RECORD EXCERPTS:
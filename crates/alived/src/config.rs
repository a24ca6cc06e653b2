// SPDX-License-Identifier: Apache-2.0 OR MIT
// Copyright (c) 2025-2026 naskel.com

//! Daemon configuration.

use crate::registry::unit::SweepPolicy;
use serde::{Deserialize, Serialize};
use std::net::IpAddr;
use std::path::{Path, PathBuf};
use std::time::Duration;
use thiserror::Error;

/// Largest accepted retention window (about 115 days).
pub const MAX_RETAIN_SECS: u32 = 10_000_000;

/// Daemon configuration.
#[derive(Debug, Clone, Serialize, Deserialize)]
pub struct ServerConfig {
    /// Address to bind every listener to (default: 0.0.0.0)
    #[serde(default = "default_bind_address")]
    pub bind_address: IpAddr,

    /// UDP port receiving unit heartbeats
    #[serde(default = "default_heartbeat_port")]
    pub heartbeat_port: u16,

    /// TCP port serving unit state to clients
    #[serde(default = "default_query_port")]
    pub query_port: u16,

    /// UDP port for event subscribers
    #[serde(default = "default_subscription_port")]
    pub subscription_port: u16,

    /// Heartbeats a unit may miss before it is declared down
    #[serde(default = "default_fail_number_heartbeats")]
    pub fail_number_heartbeats: u32,

    /// Startup grace period before the first sweep (seconds)
    #[serde(default = "default_fail_check_period")]
    pub fail_check_period_secs: u32,

    /// Interval between sweeps (seconds)
    #[serde(default = "default_sweep_interval")]
    pub sweep_interval_secs: u64,

    /// How long down incarnations are kept (seconds)
    #[serde(default = "default_instance_retain")]
    pub instance_retain_secs: u32,

    /// Notification tick (milliseconds)
    #[serde(default = "default_notify_tick")]
    pub notify_tick_ms: u64,

    /// Silence after which a confirmed subscriber is dropped (seconds)
    #[serde(default = "default_subscriber_stale")]
    pub subscriber_stale_secs: u32,

    /// Read timeout for query requests (seconds)
    #[serde(default = "default_io_timeout")]
    pub query_timeout_secs: u64,

    /// Timeout of a metadata fetch from a unit (seconds)
    #[serde(default = "default_io_timeout")]
    pub fetch_timeout_secs: u64,

    /// Directory of per-unit state files
    #[serde(default = "default_state_dir")]
    pub state_dir: PathBuf,

    /// Directory of per-unit binary event logs
    #[serde(default = "default_event_dir")]
    pub event_dir: PathBuf,

    /// Shared text event log
    #[serde(default = "default_event_file")]
    pub event_file: PathBuf,

    /// Metadata fetch log
    #[serde(default = "default_info_file")]
    pub info_file: PathBuf,

    /// UNIX socket of the control channel
    #[serde(default = "default_control_socket")]
    pub control_socket: PathBuf,

    /// Diagnostic log file; stderr when unset
    #[serde(default)]
    pub log_file: Option<PathBuf>,
}

fn default_bind_address() -> IpAddr {
    IpAddr::from([0, 0, 0, 0])
}

fn default_heartbeat_port() -> u16 {
    5678
}

fn default_query_port() -> u16 {
    5679
}

fn default_subscription_port() -> u16 {
    5680
}

fn default_fail_number_heartbeats() -> u32 {
    5
}

fn default_fail_check_period() -> u32 {
    30
}

fn default_sweep_interval() -> u64 {
    5
}

fn default_instance_retain() -> u32 {
    7 * 24 * 3600
}

fn default_notify_tick() -> u64 {
    200
}

fn default_subscriber_stale() -> u32 {
    300
}

fn default_io_timeout() -> u64 {
    5
}

fn default_state_dir() -> PathBuf {
    PathBuf::from("/var/lib/alived/state")
}

fn default_event_dir() -> PathBuf {
    PathBuf::from("/var/lib/alived/events")
}

fn default_event_file() -> PathBuf {
    PathBuf::from("/var/log/alived/events.log")
}

fn default_info_file() -> PathBuf {
    PathBuf::from("/var/log/alived/info.log")
}

fn default_control_socket() -> PathBuf {
    PathBuf::from("/run/alived/control.sock")
}

impl Default for ServerConfig {
    fn default() -> Self {
        Self {
            bind_address: default_bind_address(),
            heartbeat_port: default_heartbeat_port(),
            query_port: default_query_port(),
            subscription_port: default_subscription_port(),
            fail_number_heartbeats: default_fail_number_heartbeats(),
            fail_check_period_secs: default_fail_check_period(),
            sweep_interval_secs: default_sweep_interval(),
            instance_retain_secs: default_instance_retain(),
            notify_tick_ms: default_notify_tick(),
            subscriber_stale_secs: default_subscriber_stale(),
            query_timeout_secs: default_io_timeout(),
            fetch_timeout_secs: default_io_timeout(),
            state_dir: default_state_dir(),
            event_dir: default_event_dir(),
            event_file: default_event_file(),
            info_file: default_info_file(),
            control_socket: default_control_socket(),
            log_file: None,
        }
    }
}

impl ServerConfig {
    /// Load configuration from a JSON file.
    pub fn from_file(path: &Path) -> Result<Self, ConfigError> {
        let content = std::fs::read_to_string(path).map_err(|e| ConfigError::Io {
            path: path.to_path_buf(),
            source: e,
        })?;
        serde_json::from_str(&content).map_err(ConfigError::Parse)
    }

    /// Save configuration to a JSON file.
    pub fn to_file(&self, path: &Path) -> Result<(), ConfigError> {
        let content = serde_json::to_string_pretty(self).map_err(ConfigError::Serialize)?;
        std::fs::write(path, content).map_err(|e| ConfigError::Io {
            path: path.to_path_buf(),
            source: e,
        })
    }

    pub fn sweep_policy(&self) -> SweepPolicy {
        SweepPolicy {
            missed_beats: self.fail_number_heartbeats,
            retain_secs: self.instance_retain_secs,
        }
    }

    pub fn grace_period(&self) -> Duration {
        Duration::from_secs(u64::from(self.fail_check_period_secs))
    }

    pub fn sweep_interval(&self) -> Duration {
        Duration::from_secs(self.sweep_interval_secs)
    }

    pub fn notify_tick(&self) -> Duration {
        Duration::from_millis(self.notify_tick_ms)
    }

    pub fn query_timeout(&self) -> Duration {
        Duration::from_secs(self.query_timeout_secs)
    }

    pub fn fetch_timeout(&self) -> Duration {
        Duration::from_secs(self.fetch_timeout_secs)
    }

    /// `(key, value)` pairs in file order, for operator display.
    pub fn entries(&self) -> Vec<(&'static str, String)> {
        let path = |p: &Path| p.display().to_string();
        vec![
            ("bind_address", self.bind_address.to_string()),
            ("heartbeat_port", self.heartbeat_port.to_string()),
            ("query_port", self.query_port.to_string()),
            ("subscription_port", self.subscription_port.to_string()),
            ("fail_number_heartbeats", self.fail_number_heartbeats.to_string()),
            ("fail_check_period_secs", self.fail_check_period_secs.to_string()),
            ("sweep_interval_secs", self.sweep_interval_secs.to_string()),
            ("instance_retain_secs", self.instance_retain_secs.to_string()),
            ("notify_tick_ms", self.notify_tick_ms.to_string()),
            ("subscriber_stale_secs", self.subscriber_stale_secs.to_string()),
            ("query_timeout_secs", self.query_timeout_secs.to_string()),
            ("fetch_timeout_secs", self.fetch_timeout_secs.to_string()),
            ("state_dir", path(&self.state_dir)),
            ("event_dir", path(&self.event_dir)),
            ("event_file", path(&self.event_file)),
            ("info_file", path(&self.info_file)),
            ("control_socket", path(&self.control_socket)),
            (
                "log_file",
                self.log_file
                    .as_deref()
                    .map(path)
                    .unwrap_or_else(|| "(stderr)".to_string()),
            ),
        ]
    }

    /// Validate configuration.
    pub fn validate(&self) -> Result<(), ConfigError> {
        let ports = [
            ("heartbeat_port", self.heartbeat_port),
            ("query_port", self.query_port),
            ("subscription_port", self.subscription_port),
        ];
        for (name, port) in ports {
            if port == 0 {
                return Err(ConfigError::InvalidValue(format!("{} cannot be 0", name)));
            }
        }
        if !(1..=255).contains(&self.fail_number_heartbeats) {
            return Err(ConfigError::InvalidValue(
                "fail_number_heartbeats must be in 1..=255".into(),
            ));
        }
        if !(1..=65535).contains(&self.fail_check_period_secs) {
            return Err(ConfigError::InvalidValue(
                "fail_check_period_secs must be in 1..=65535".into(),
            ));
        }
        if !(1..=MAX_RETAIN_SECS).contains(&self.instance_retain_secs) {
            return Err(ConfigError::InvalidValue(format!(
                "instance_retain_secs must be in 1..={}",
                MAX_RETAIN_SECS
            )));
        }
        let intervals = [
            ("sweep_interval_secs", self.sweep_interval_secs),
            ("notify_tick_ms", self.notify_tick_ms),
            ("query_timeout_secs", self.query_timeout_secs),
            ("fetch_timeout_secs", self.fetch_timeout_secs),
            ("subscriber_stale_secs", u64::from(self.subscriber_stale_secs)),
        ];
        for (name, value) in intervals {
            if value == 0 {
                return Err(ConfigError::InvalidValue(format!("{} cannot be 0", name)));
            }
        }
        let paths = [
            ("state_dir", &self.state_dir),
            ("event_dir", &self.event_dir),
            ("event_file", &self.event_file),
            ("info_file", &self.info_file),
            ("control_socket", &self.control_socket),
        ];
        for (name, p) in paths {
            if p.as_os_str().is_empty() {
                return Err(ConfigError::InvalidValue(format!("{} cannot be empty", name)));
            }
        }
        Ok(())
    }
}

/// Configuration errors.
#[derive(Debug, Error)]
pub enum ConfigError {
    #[error("I/O error on {path}: {source}")]
    Io {
        path: PathBuf,
        #[source]
        source: std::io::Error,
    },

    #[error("parse error: {0}")]
    Parse(#[source] serde_json::Error),

    #[error("serialize error: {0}")]
    Serialize(#[source] serde_json::Error),

    #[error("invalid value: {0}")]
    InvalidValue(String),
}

#[cfg(test)]
mod tests {
    use super::*;
    use tempfile::TempDir;

    #[test]
    fn test_default_config() {
        let config = ServerConfig::default();
        assert_eq!(config.heartbeat_port, 5678);
        assert_eq!(config.query_port, 5679);
        assert_eq!(config.subscription_port, 5680);
        assert_eq!(config.fail_number_heartbeats, 5);
        assert_eq!(config.instance_retain_secs, 604_800);
        assert!(config.validate().is_ok());
    }

    #[test]
    fn test_partial_file_uses_defaults() {
        let tmp = TempDir::new().unwrap();
        let path = tmp.path().join("alived.json");
        std::fs::write(&path, r#"{ "heartbeat_port": 6000, "log_file": "/tmp/a.log" }"#)
            .unwrap();
        let config = ServerConfig::from_file(&path).unwrap();
        assert_eq!(config.heartbeat_port, 6000);
        assert_eq!(config.query_port, 5679);
        assert_eq!(config.log_file, Some(PathBuf::from("/tmp/a.log")));
    }

    #[test]
    fn test_file_round_trip() {
        let tmp = TempDir::new().unwrap();
        let path = tmp.path().join("alived.json");
        let config = ServerConfig {
            sweep_interval_secs: 2,
            ..Default::default()
        };
        config.to_file(&path).unwrap();
        let parsed = ServerConfig::from_file(&path).unwrap();
        assert_eq!(parsed.sweep_interval_secs, 2);
        assert_eq!(parsed.state_dir, config.state_dir);
    }

    #[test]
    fn test_bad_json_is_parse_error() {
        let tmp = TempDir::new().unwrap();
        let path = tmp.path().join("alived.json");
        std::fs::write(&path, "{ nope").unwrap();
        assert!(matches!(
            ServerConfig::from_file(&path),
            Err(ConfigError::Parse(_))
        ));
        assert!(matches!(
            ServerConfig::from_file(&tmp.path().join("missing.json")),
            Err(ConfigError::Io { .. })
        ));
    }

    #[test]
    fn test_validation_ranges() {
        let zero_port = ServerConfig {
            query_port: 0,
            ..Default::default()
        };
        assert!(zero_port.validate().is_err());

        let too_many = ServerConfig {
            fail_number_heartbeats: 256,
            ..Default::default()
        };
        assert!(too_many.validate().is_err());

        let long_retain = ServerConfig {
            instance_retain_secs: MAX_RETAIN_SECS + 1,
            ..Default::default()
        };
        assert!(long_retain.validate().is_err());

        let no_dir = ServerConfig {
            state_dir: PathBuf::new(),
            ..Default::default()
        };
        assert!(no_dir.validate().is_err());
    }

    #[test]
    fn test_entries_cover_every_key() {
        let entries = ServerConfig::default().entries();
        assert_eq!(entries.len(), 18);
        assert_eq!(entries[0], ("bind_address", "0.0.0.0".to_string()));
        assert_eq!(entries[17].1, "(stderr)");
    }
}
// SPDX-License-Identifier: Apache-2.0 OR MIT
// Copyright (c) 2025-2026 naskel.com

//! Subscription endpoint: request handling and the delivery tick.

use super::StopSignal;
use crate::clock;
use crate::notify::protocol::Request;
use crate::notify::NotificationEngine;
use std::io;
use std::net::SocketAddr;
use std::sync::Arc;
use std::time::Duration;
use tokio::net::UdpSocket;
use tokio::time::MissedTickBehavior;
use tracing::{debug, info, warn};

const RECV_BUFFER_LEN: usize = 512;

pub(crate) async fn run(
    socket: UdpSocket,
    engine: Arc<NotificationEngine>,
    tick: Duration,
    shutdown: Arc<StopSignal>,
) {
    let stop = shutdown.wait();
    tokio::pin!(stop);

    if let Ok(addr) = socket.local_addr() {
        info!("subscription endpoint listening on {}", addr);
    }
    let mut ticker = tokio::time::interval(tick);
    ticker.set_missed_tick_behavior(MissedTickBehavior::Delay);
    let mut buf = vec![0u8; RECV_BUFFER_LEN];
    loop {
        tokio::select! {
            _ = ticker.tick() => {
                for out in engine.tick(clock::now()) {
                    if let Err(e) = socket.send_to(&out.payload, out.to).await {
                        debug!("send to subscriber {}: {}", out.to, e);
                    }
                }
            }
            received = socket.recv_from(&mut buf) => match received {
                Ok((len, from)) => serve(&socket, &engine, &buf[..len], from).await,
                // ICMP errors from earlier sends surface here on some platforms.
                Err(e) => debug!("subscription receive error: {}", e),
            },
            _ = &mut stop => {
                debug!("subscription endpoint shutting down");
                break;
            }
        }
    }
}

async fn serve(socket: &UdpSocket, engine: &NotificationEngine, datagram: &[u8], from: SocketAddr) {
    let request = match Request::decode(datagram) {
        Ok(request) => request,
        Err(e) => {
            debug!("dropping subscription request from {}: {}", from, e);
            return;
        }
    };
    let Some(reply) = engine.handle(request, from, clock::now()) else {
        return;
    };
    match socket.send_to(&reply, from).await {
        Ok(_) => {}
        Err(e) if e.kind() == io::ErrorKind::ConnectionRefused => {
            if let Request::EventAck { incarnation, .. } = request {
                if engine.evict(from, incarnation) {
                    warn!("subscriber {} unreachable, evicted", from);
                }
            }
        }
        Err(e) => debug!("reply to {}: {}", from, e),
    }
}
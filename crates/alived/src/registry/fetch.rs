// SPDX-License-Identifier: Apache-2.0 OR MIT
// Copyright (c) 2025-2026 naskel.com

//! Metadata fetch from a unit's reply port.
//!
//! The unit accepts a TCP connection, writes one reply and closes:
//!
//! ```text
//! +-------------+-------------+------------+----------------+-----------+
//! | version u16 | os type u16 | length u32 | attributes ... | os fields |
//! +-------------+-------------+------------+----------------+-----------+
//! ```
//!
//! Big-endian; `length` covers the whole reply.

use super::env::{read_vars, EnvForm, EnvironmentSnapshot, OsInfo};
use crate::wire::ProtocolError;
use byteorder::{BigEndian, ReadBytesExt};
use std::io::Cursor;
use std::net::SocketAddrV4;
use std::time::Duration;
use thiserror::Error;
use tokio::net::TcpStream;

/// Largest reply accepted; anything longer is rejected as oversized.
pub const MAX_REPLY_LEN: usize = 10_000;

/// Header plus an empty attribute list.
const MIN_REPLY_LEN: usize = 10;
const MIN_VERSION: u16 = 4;
const MAX_VERSION: u16 = 5;

#[derive(Debug, Error)]
pub enum FetchError {
    #[error("connect to {addr} failed: {source}")]
    Connect {
        addr: SocketAddrV4,
        #[source]
        source: std::io::Error,
    },

    #[error("read from {0} failed: {1}")]
    Read(SocketAddrV4, #[source] std::io::Error),

    #[error("no complete reply from {0} within the timeout")]
    Timeout(SocketAddrV4),

    #[error("reply of {0} bytes exceeds the limit")]
    Oversized(usize),

    #[error("reply length field {declared} does not match {actual} bytes read")]
    LengthMismatch { declared: u32, actual: usize },

    #[error(transparent)]
    Protocol(#[from] ProtocolError),
}

/// Connect to `addr`, read the reply to EOF and decode it.
pub async fn fetch_metadata(
    addr: SocketAddrV4,
    timeout: Duration,
) -> Result<EnvironmentSnapshot, FetchError> {
    use tokio::io::AsyncReadExt;

    let exchange = async {
        let stream = TcpStream::connect(addr)
            .await
            .map_err(|source| FetchError::Connect { addr, source })?;
        let mut buf = Vec::with_capacity(1024);
        stream
            .take(MAX_REPLY_LEN as u64 + 1)
            .read_to_end(&mut buf)
            .await
            .map_err(|e| FetchError::Read(addr, e))?;
        Ok::<_, FetchError>(buf)
    };
    let buf = tokio::time::timeout(timeout, exchange)
        .await
        .map_err(|_| FetchError::Timeout(addr))??;
    decode_metadata(&buf)
}

/// Decode a complete reply.
pub fn decode_metadata(buf: &[u8]) -> Result<EnvironmentSnapshot, FetchError> {
    if buf.len() > MAX_REPLY_LEN {
        return Err(FetchError::Oversized(buf.len()));
    }
    if buf.len() < MIN_REPLY_LEN {
        return Err(ProtocolError::Truncated.into());
    }
    let mut r = Cursor::new(buf);
    let version = r.read_u16::<BigEndian>().map_err(ProtocolError::from)?;
    if !(MIN_VERSION..=MAX_VERSION).contains(&version) {
        return Err(ProtocolError::BadVersion(version).into());
    }
    let os_type = r.read_u16::<BigEndian>().map_err(ProtocolError::from)?;
    let declared = r.read_u32::<BigEndian>().map_err(ProtocolError::from)?;
    if declared as usize != buf.len() {
        return Err(FetchError::LengthMismatch {
            declared,
            actual: buf.len(),
        });
    }

    let vars = read_vars::<BigEndian, _>(&mut r).map_err(ProtocolError::from)?;
    let os = OsInfo::read::<BigEndian, _>(&mut r, os_type, EnvForm::Storage)
        .map_err(ProtocolError::from)?;
    Ok(EnvironmentSnapshot { vars, os })
}

#[cfg(test)]
pub(crate) mod tests {
    use super::*;
    use crate::registry::env::{write_vars, UnixInfo, OS_LINUX};
    use byteorder::WriteBytesExt;
    use std::net::Ipv4Addr;
    use tokio::net::TcpListener;

    /// Reply as a unit would send it.
    pub(crate) fn encode_reply(version: u16, env: &EnvironmentSnapshot) -> Vec<u8> {
        let mut body = Vec::new();
        write_vars::<BigEndian, _>(&mut body, &env.vars).unwrap();
        env.os
            .write::<BigEndian, _>(&mut body, EnvForm::Storage)
            .unwrap();

        let mut buf = Vec::new();
        buf.write_u16::<BigEndian>(version).unwrap();
        buf.write_u16::<BigEndian>(env.os.type_code()).unwrap();
        buf.write_u32::<BigEndian>((8 + body.len()) as u32).unwrap();
        buf.extend_from_slice(&body);
        buf
    }

    fn linux_env() -> EnvironmentSnapshot {
        EnvironmentSnapshot {
            vars: vec![
                ("ARCH".into(), "linux-x86_64".into()),
                ("TOP".into(), "/opt/ioc".into()),
            ],
            os: OsInfo::Linux(UnixInfo {
                user: "softioc".into(),
                group: "ops".into(),
                hostname: "srv1".into(),
            }),
        }
    }

    #[test]
    fn test_decode_reply() {
        let env = decode_metadata(&encode_reply(5, &linux_env())).unwrap();
        assert_eq!(env, linux_env());
        assert_eq!(env.os.type_code(), OS_LINUX);
        assert_eq!(env.get("TOP"), Some("/opt/ioc"));
    }

    #[test]
    fn test_decode_rejects_bad_headers() {
        assert!(matches!(
            decode_metadata(&encode_reply(3, &linux_env())),
            Err(FetchError::Protocol(ProtocolError::BadVersion(3)))
        ));

        let mut long = encode_reply(4, &linux_env());
        long.push(0);
        assert!(matches!(
            decode_metadata(&long),
            Err(FetchError::LengthMismatch { .. })
        ));

        assert!(matches!(
            decode_metadata(&[0, 4, 0]),
            Err(FetchError::Protocol(ProtocolError::Truncated))
        ));
        assert!(matches!(
            decode_metadata(&vec![0u8; MAX_REPLY_LEN + 1]),
            Err(FetchError::Oversized(_))
        ));
    }

    #[test]
    fn test_decode_unknown_os_is_generic() {
        let mut buf = encode_reply(5, &EnvironmentSnapshot::default());
        buf[3] = 42;
        let env = decode_metadata(&buf).unwrap();
        assert_eq!(env.os, OsInfo::Generic);
    }

    #[tokio::test]
    async fn test_fetch_over_loopback() {
        use tokio::io::AsyncWriteExt;

        let listener = TcpListener::bind("127.0.0.1:0").await.unwrap();
        let port = listener.local_addr().unwrap().port();
        let reply = encode_reply(5, &linux_env());
        tokio::spawn(async move {
            let (mut sock, _) = listener.accept().await.unwrap();
            sock.write_all(&reply).await.unwrap();
        });

        let addr = SocketAddrV4::new(Ipv4Addr::LOCALHOST, port);
        let env = fetch_metadata(addr, Duration::from_secs(2)).await.unwrap();
        assert_eq!(env, linux_env());
    }

    #[tokio::test]
    async fn test_fetch_times_out_on_silent_unit() {
        let listener = TcpListener::bind("127.0.0.1:0").await.unwrap();
        let port = listener.local_addr().unwrap().port();
        tokio::spawn(async move {
            let (_sock, _) = listener.accept().await.unwrap();
            tokio::time::sleep(Duration::from_secs(5)).await;
        });

        let addr = SocketAddrV4::new(Ipv4Addr::LOCALHOST, port);
        let result = fetch_metadata(addr, Duration::from_millis(200)).await;
        assert!(matches!(result, Err(FetchError::Timeout(_))));
    }
}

ABOUT THIS TASK:
Read through the data above. Report each line that has the word "Largest".

RESULT OF THIS TASK:
/// Largest accepted retention window (about 115 days).
/// Largest reply accepted; anything longer is rejected as oversized.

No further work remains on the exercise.